Much better was the film's surprisingly strong Dolby Digital 5.1 soundtrack. The mix presented a broad soundfield, especially in the forward channels. Separation between channels seemed fine, with audio that was well-placed and discrete. I heard good blending between speakers as well. The rear speakers added a nice punch to the package. The surrounds tended to mainly bolster the sound from the front speakers, but they did so effectively and provided a nicely spatial sense that made the entire track very involving. A few livelier scenes added to the package as well, such as the ones set at sea.

The quality of the audio betrayed a thin timbre typical of films from the era, but it still seemed pleasantly robust. Dialogue sounded relatively warm and natural, and I had no trouble with intelligibility. Only a smidgen of edginess crept into the presentation. Music worked best of all, as it appeared clear and smooth, with no signs of shrillness. I could have used some more low-end from the score, but it still came across as well-recorded and bright.

Effects sounded slightly thin but were adequately realistic and even dropped some good bass at times. There were occasions when the effects shook up the action in a positive manner. A slight amount of distortion affected the explosions and gunfire at times, but this seemed extremely minor considering the age of the material and the prevalence of loud noises. All in all, the 5.1 mix fared nicely.

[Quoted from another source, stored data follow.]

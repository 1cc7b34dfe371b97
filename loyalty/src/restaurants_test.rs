use super::*;

#[test]
fn listing_keeps_declaration_order() {
    let names: Vec<&str> = RESTAURANTS.iter().map(|r| r.name).collect();
    assert_eq!(
        names,
        vec!["Taste of Ghana", "Chop Bar Deluxe", "Banku Palace", "Jollof Joint", "Kelewele Kitchen"]
    );
}

#[test]
fn find_restaurant_ignores_case_and_padding() {
    let found = find_restaurant("  jollof JOINT ").unwrap();
    assert_eq!(found.location, "Tema");
}

#[test]
fn find_restaurant_unknown_is_none() {
    assert!(find_restaurant("Waakye Hub").is_none());
}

Guns comes packaged as a special edition, and it indeed provides some nice supplements. One disappointment, however, comes from the audio commentary recorded by director J. Lee Thompson. Although Thompson occasionally offers some interesting points, the majority of this track is a crashing bore. Many empty spaces occur, and when Thompson does speak, he often just tells us if a shot was filmed in the studio or on location. The track does improve toward the end, especially when Thompson discusses how David Niven nearly died during filming, but it takes a lot of patience to reach that point, and I'm not sure it's worth it.

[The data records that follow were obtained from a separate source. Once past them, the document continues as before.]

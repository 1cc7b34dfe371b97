use super::*;

#[test]
fn new_trims_fields() {
    let fb = Feedback::new(" Banku Palace ", 4, "  Great banku.\n", Some(" Yaw ")).unwrap();
    assert_eq!(fb.restaurant_name(), "Banku Palace");
    assert_eq!(fb.rating(), 4);
    assert_eq!(fb.comment(), "Great banku.");
    assert_eq!(fb.user_name(), Some("Yaw"));
}

#[test]
fn new_rejects_blank_restaurant() {
    assert_eq!(Feedback::new("  ", 3, "ok", None), Err(FeedbackError::EmptyRestaurant));
}

#[test]
fn new_rejects_out_of_range_rating() {
    assert_eq!(Feedback::new("Osu", 0, "ok", None), Err(FeedbackError::InvalidRating(0)));
    let err = Feedback::new("Osu", 6, "ok", None).unwrap_err();
    assert_eq!(err.error_code(), "E_INVALID_RATING");
    assert!(err.to_string().contains("between 1 and 5"));
}

#[test]
fn new_rejects_blank_comment() {
    assert_eq!(Feedback::new("Jollof Joint", 5, " ", None), Err(FeedbackError::EmptyComment));
}

#[test]
fn blank_user_name_is_dropped() {
    let fb = Feedback::new("Jollof Joint", 5, "Spicy", Some("  ")).unwrap();
    assert_eq!(fb.user_name(), None);
}

#[test]
fn serializes_camel_case_without_missing_name() {
    let fb = Feedback::new("Jollof Joint", 5, "Spicy", None).unwrap();
    let json = serde_json::to_value(&fb).unwrap();
    assert_eq!(
        json,
        serde_json::json!({
            "restaurantName": "Jollof Joint",
            "rating": 5,
            "comment": "Spicy"
        })
    );
}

Better though also a little dry is Memories of Navarone, a 29 and a half minute documentary. "Memories" combines film clips and behind the scenes shots from the set with contemporary interview clips from the movie's surviving principals; in this case, that means we hear from Peck, Quinn, Darren and director Thompson. They provide some nice anecdotes and general information about Guns, and I found the piece to merit a look, though it occasionally became a little bland.

The DVD contains a few other video supplements. A Message From Carl Foreman is a two-minute filmed introduction to the film he provided for the movie's Australian premiere; it's not terribly fascinating, but I found it to be a cool historical document.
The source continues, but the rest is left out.